Sunday, May 1, 2016
Two weeks ago, the Pakistani military and police launched yet another operation against landless peasant activists by raiding their houses at night and kidnapping several key members of the landless tenant association in the Pakistani province of Punjab, Anjuman Mazareen Punjab (AMP). This search and arrest operation was carried out without warrants using draconian powers given to the law-enforcement agencies (LEAs) by anti-terrorism laws. The operation was carried out on the eve of the International Peasants Day to prevent AMP from holding a large peasants’ convention. The kidnapped include women, students, peasants, and the General Secretary of AMP, Mr. Meher Abdul Sattar – these activists are being detained and tried as terrorists, while another 4,000 have been collectively charged with terrorism and colonial-era crime of disrupting of the political order. Those who have come out in support to protest against state violence and police brutality have had to face baton charges, tear gas, and armored vehicles.
We stand in solidarity with AMP and its allies in Pakistan, including trade and labor unions and the socialist Awami Workers Party (AWP) and demand the immediate release of all arrested. We condemn the use of force to prevent peaceful protests. We condemn the arrest of political activists and the use of terrorism and criminal charges against political activists, peasants and workers.
This pattern of state violence and police brutalities has become all too familiar in Pakistan. Anti-terrorism laws are used against factory workers, labor unions, peasant farmers, student activists, and political workers across the country. Last August, LEAs destroyed the largest informal settlement (shantytown) in Islamabad and charged 64 locals with terrorism. Similar charges have resulted in the sentencing of a total of 490 years to six power loom workers in the large industrial metropolis of Faisalabad, and prosecution of peasants in other rural areas.

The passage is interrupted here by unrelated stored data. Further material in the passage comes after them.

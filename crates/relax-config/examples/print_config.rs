/// Example program to print the loaded configuration
///
/// Run with: cargo run -p relax-config --example print_config

fn main() {
    // Load configuration from relax.toml
    let config = relax_config::RelaxConfig::load();

    println!("=== Relax Configuration ===\n");

    println!("Engine Settings:");
    println!("  Default Easing: {}", config.engine.default_easing);
    println!("  Start Boundary: {:?}", config.engine.start_boundary);
    println!("  Token Mismatch: {:?}", config.engine.token_mismatch);
    println!("  Diagnostics: {:?}", config.engine.diagnostics);
    println!();

    println!("Capabilities:");
    println!(
        "  Supported Properties: {}",
        config.capabilities.supported_properties.len()
    );
    println!();

    println!("Demo Settings:");
    println!("  Steps: {:?}", config.demo.steps);
    println!("  Sweep Step: {}", config.demo.sweep_step);
    println!();

    match toml::to_string_pretty(&config) {
        Ok(toml_str) => {
            println!("=== Serialized Configuration ===");
            println!("{}", toml_str);
        }
        Err(e) => {
            eprintln!("Failed to serialize config: {}", e);
        }
    }
}
//! Scroll-position keyed property interpolation.
//!
//! Animations are authored as steps: scroll positions mapped to style
//! properties. Between two adjacent steps every property present in both is
//! interpolated component by component; once the scroll position passes a
//! step its properties are committed as authored.

pub mod animation;
pub mod error;
pub mod scroll;

pub use animation::{AnimationOptions, AnimationRegistry, InlineStyle, Steps};
pub use error::{RelaxError, Result};
pub use scroll::{ListenerId, ScrollBinding, ScrollEvents, ScrollNotifier, ScrollOffset, ScrollSource};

In Okara, this latest episode of state violence is a manifestation of the ongoing oppressive tactics used by the Pakistani military against the 17-year long resistance by third and fourth generation occupancy tenants who till the 16,000 acres of state-owned and military-controlled farmland. These lands were colonized by the British and irrigated through large canals, and new villages were created to house tenants in the early 20th century. Today, much of the state-owned land is controlled by the Pakistani military, which unlike traditional military organization has large stakes in the economic and political structures of Pakistan—it is the largest landowner, controls the largest business and industrial conglomerate in the country, has directly ruled for over 32 years, and controls almost a third of the federal budget. The military as an institution benefits from control over rural and urban lands, and profits from the control over means of production are distributed to the rank and file, with the largest share of the pie given to high-ranking military officers. In 2000, the military administration of the Okara Farms switched from the century-old system of sharecropping tenancy that benefitted peasants to contract based farming, which allowed for increasing rents and profits and creating the legal justification for forcible evictions. These measures were met with local resistance as peasants organized under the banner of AMP. But the military has used strong handed tactics which has resulted in the loss of dozens of lives, and injuries and arrests of thousands.

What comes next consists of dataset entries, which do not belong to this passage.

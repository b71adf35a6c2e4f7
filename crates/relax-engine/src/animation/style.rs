//! Style application boundary.
//!
//! The engine never owns visual objects. It writes through [`StyleTarget`]
//! handles: set one property, or clear everything previously set. An
//! [`ElementSet`] holds one or more handles and fans every write out to all
//! of them.

use std::cell::RefCell;
use std::collections::BTreeMap;
use std::rc::Rc;

use super::compiler::PropertySet;

/// Handle to an external visual object.
///
/// Methods take `&self`: a handle refers to state owned elsewhere.
pub trait StyleTarget {
    /// Set property `name` to `value`.
    fn set_property(&self, name: &str, value: &str);

    /// Remove every explicitly set property.
    fn clear_style(&self);
}

impl<T: StyleTarget + ?Sized> StyleTarget for Rc<T> {
    fn set_property(&self, name: &str, value: &str) {
        (**self).set_property(name, value);
    }

    fn clear_style(&self) {
        (**self).clear_style();
    }
}

/// One or more handles receiving identical writes.
#[derive(Debug, Clone)]
pub struct ElementSet<H> {
    handles: Vec<H>,
}

impl<H> ElementSet<H> {
    pub fn single(handle: H) -> Self {
        Self {
            handles: vec![handle],
        }
    }

    pub fn many(handles: Vec<H>) -> Self {
        Self { handles }
    }

    pub fn handles(&self) -> &[H] {
        &self.handles
    }

    pub fn len(&self) -> usize {
        self.handles.len()
    }

    pub fn is_empty(&self) -> bool {
        self.handles.is_empty()
    }
}

impl<H: StyleTarget> ElementSet<H> {
    pub fn set_property(&self, name: &str, value: &str) {
        for handle in &self.handles {
            handle.set_property(name, value);
        }
    }

    pub fn apply(&self, properties: &PropertySet) {
        for (name, value) in properties {
            self.set_property(name, value);
        }
    }

    pub fn clear_style(&self) {
        for handle in &self.handles {
            handle.clear_style();
        }
    }
}

impl<H> From<H> for ElementSet<H> {
    fn from(handle: H) -> Self {
        Self::single(handle)
    }
}

impl<H> FromIterator<H> for ElementSet<H> {
    fn from_iter<I: IntoIterator<Item = H>>(iter: I) -> Self {
        Self {
            handles: iter.into_iter().collect(),
        }
    }
}

/// In-memory inline style, shared between clones.
///
/// Used by the demo runner and tests as a stand-in for a real element.
#[derive(Debug, Clone, Default)]
pub struct InlineStyle {
    properties: Rc<RefCell<BTreeMap<String, String>>>,
}

impl InlineStyle {
    pub fn new() -> Self {
        Self::default()
    }

    pub fn get(&self, name: &str) -> Option<String> {
        self.properties.borrow().get(name).cloned()
    }

    pub fn is_empty(&self) -> bool {
        self.properties.borrow().is_empty()
    }

    pub fn snapshot(&self) -> BTreeMap<String, String> {
        self.properties.borrow().clone()
    }

    /// Render as a `style` attribute body, e.g. `marginLeft: 10px; opacity: 0.5`.
    pub fn to_css_text(&self) -> String {
        self.properties
            .borrow()
            .iter()
            .map(|(name, value)| format!("{}: {}", name, value))
            .collect::<Vec<_>>()
            .join("; ")
    }
}

impl StyleTarget for InlineStyle {
    fn set_property(&self, name: &str, value: &str) {
        self.properties
            .borrow_mut()
            .insert(name.to_string(), value.to_string());
    }

    fn clear_style(&self) {
        self.properties.borrow_mut().clear();
    }
}

#[cfg(test)]
mod tests {
    use super::*;

    #[test]
    fn test_inline_style_shared_between_clones() {
        let style = InlineStyle::new();
        let handle = style.clone();
        handle.set_property("opacity", "0.5");
        assert_eq!(style.get("opacity").as_deref(), Some("0.5"));

        handle.clear_style();
        assert!(style.is_empty());
    }

    #[test]
    fn test_element_set_fans_out() {
        let a = InlineStyle::new();
        let b = InlineStyle::new();
        let set = ElementSet::many(vec![a.clone(), b.clone()]);

        let mut props = PropertySet::new();
        props.insert("width".to_string(), "10px".to_string());
        props.insert("opacity".to_string(), "1".to_string());
        set.apply(&props);

        assert_eq!(a.snapshot(), b.snapshot());
        assert_eq!(a.to_css_text(), "opacity: 1; width: 10px");

        set.clear_style();
        assert!(a.is_empty() && b.is_empty());
    }

    #[test]
    fn test_rc_dyn_handles() {
        let inner = InlineStyle::new();
        let handle: Rc<dyn StyleTarget> = Rc::new(inner.clone());
        let set = ElementSet::single(handle);
        set.set_property("height", "2px");
        assert_eq!(inner.get("height").as_deref(), Some("2px"));
        assert_eq!(set.len(), 1);
    }
}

Military violence against peasants is part of a neo-colonial, neo-feudal, neoliberal hybrid form of rule. Imperial wars and destruction of nature is another important dimension of this violent rule. The development of large-scale irrigation over the last century, first by the British colonizers and later by the IMF and WB working through the Pakistani military-state have resulted in large scale, slow-moving ecological destruction that has put Pakistan on the frontline of global climate change. The collusion of international financial institutions (IFIs) and military-state has also prevented land reforms in the country, depriving those who till the land from access and ownership rights. This violence is supported and worsened by the US-led War on Terror, which has become an instrument to enforce neoliberal policies throughout the Muslim world. The USA has used anti-terror legislation to stifle dissent and victimize progressive activists within the USA. Such practices in the USA have inspired Pakistan and other US ally states to introduce their own anti-terror legislation, which strengthens the state’s hand against workers, peasants, and activists. The US, Pakistan and other players in this global war continue to unleash violence against civilian populations while sponsoring their favorite brand of militant-fascist proxy groups, who for their part justify horrible and inhumane violence against minority groups, women, and political activists by drawing on limited, narrow interpretations of religion. In the US this hatred feeds into Islamophobia and racism against Muslims, furthering the cycle of violence. These are the multiple intertwined strands of violence in this global web of ecological, economic, imperial, authoritarian, and fascistic-religious war. This is the many-fronted war that is destroying human and non-human life across the globe.
On this International workers day, Muslims for Social Justice and members of Awami Workers Party in the US condemn this violence and we stand in solidarity with the Okara peasants, AMP, the workers, peasants, and activist in Pakistan, and those who are fighting against racism, inequality, sexism, transphobia/homophobia, attacks on immigrants, and Islamophobia in the US. We envision a future where we can move beyond solidarity statements to build a comprehensive anti-war, anti-violence coalition in the US, linking with grassroots self-determination and liberation movements across the globe. In facing the hydra of capitalism, imperialism, colonialism, and fascism, we must work in unity with those who are fighting against the many aspects of this unjust violent oppressive system.